## EXERCISE BRIEF
Pick out each line in these entries that contains the string "before".

== EXTRACTED RECORDS ==

//! Filter type definitions

use serde::{Deserialize, Serialize};

use crate::utils::sql::{quote_ident, quote_literal};

/// One parsed predicate from a field/value pair.
#[derive(Debug, Clone, PartialEq, Eq, Serialize, Deserialize)]
pub struct Filter {
    /// Column the predicate applies to
    pub name: String,
    /// Comparison, pattern, or range payload
    #[serde(flatten)]
    pub kind: FilterKind,
    /// How this filter combines with the previous one in sequence.
    /// The first filter's junction is never emitted.
    pub junction: Junction,
    /// Count of literal `(` group markers emitted before the predicate
    pub opening: usize,
    /// Count of literal `)` group markers emitted after the predicate
    pub closing: usize,
}

/// Filter kinds and their payloads
#[derive(Debug, Clone, PartialEq, Eq, Serialize, Deserialize)]
#[serde(tag = "type", rename_all = "snake_case")]
pub enum FilterKind {
    Comparison { op: CompareOp, value: String },
    Pattern { value: String },
    Range { low: String, high: String },
}

/// Comparison operators, named by their SQL spelling
#[derive(Debug, Clone, Copy, PartialEq, Eq, Serialize, Deserialize)]
pub enum CompareOp {
    #[serde(rename = "=")]
    Eq,
    #[serde(rename = "<>")]
    Ne,
    #[serde(rename = ">")]
    Gt,
    #[serde(rename = "<")]
    Lt,
    #[serde(rename = ">=")]
    Gte,
    #[serde(rename = "<=")]
    Lte,
}

impl CompareOp {
    pub fn as_sql(self) -> &'static str {
        match self {
            Self::Eq => "=",
            Self::Ne => "<>",
            Self::Gt => ">",
            Self::Lt => "<",
            Self::Gte => ">=",
            Self::Lte => "<=",
        }
    }
}

/// Boolean connective joining a filter to the one before it
#[derive(Debug, Clone, Copy, Default, PartialEq, Eq, Serialize, Deserialize)]
#[serde(rename_all = "UPPERCASE")]
pub enum Junction {
    #[default]
    And,
    Or,
    Not,
}

impl Junction {
    pub fn as_sql(self) -> &'static str {
        match self {
            Self::And => "AND",
            Self::Or => "OR",
            Self::Not => "NOT",
        }
    }
}

impl Filter {
    /// Render the predicate with its group markers, without the junction.
    ///
    /// Identifiers are backtick-quoted, literals single-quoted and
    /// interpolated verbatim. Group markers are emitted as counted:
    /// parenthesis balance across a filter sequence is not validated.
    pub fn to_sql(&self) -> String {
        let ident = quote_ident(&self.name);
        let predicate = match &self.kind {
            FilterKind::Comparison { op, value } => {
                format!("{}{}{}", ident, op.as_sql(), quote_literal(value))
            }
            FilterKind::Pattern { value } => {
                format!("{} LIKE {}", ident, quote_literal(value))
            }
            FilterKind::Range { low, high } => format!(
                "{} BETWEEN {} AND {}",
                ident,
                quote_literal(low),
                quote_literal(high)
            ),
        };
        format!(
            "{}{}{}",
            "(".repeat(self.opening),
            predicate,
            ")".repeat(self.closing)
        )
    }
}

===

## EXERCISE RESULT
    /// Count of literal `(` group markers emitted before the predicate
/// Boolean connective joining a filter to the one before it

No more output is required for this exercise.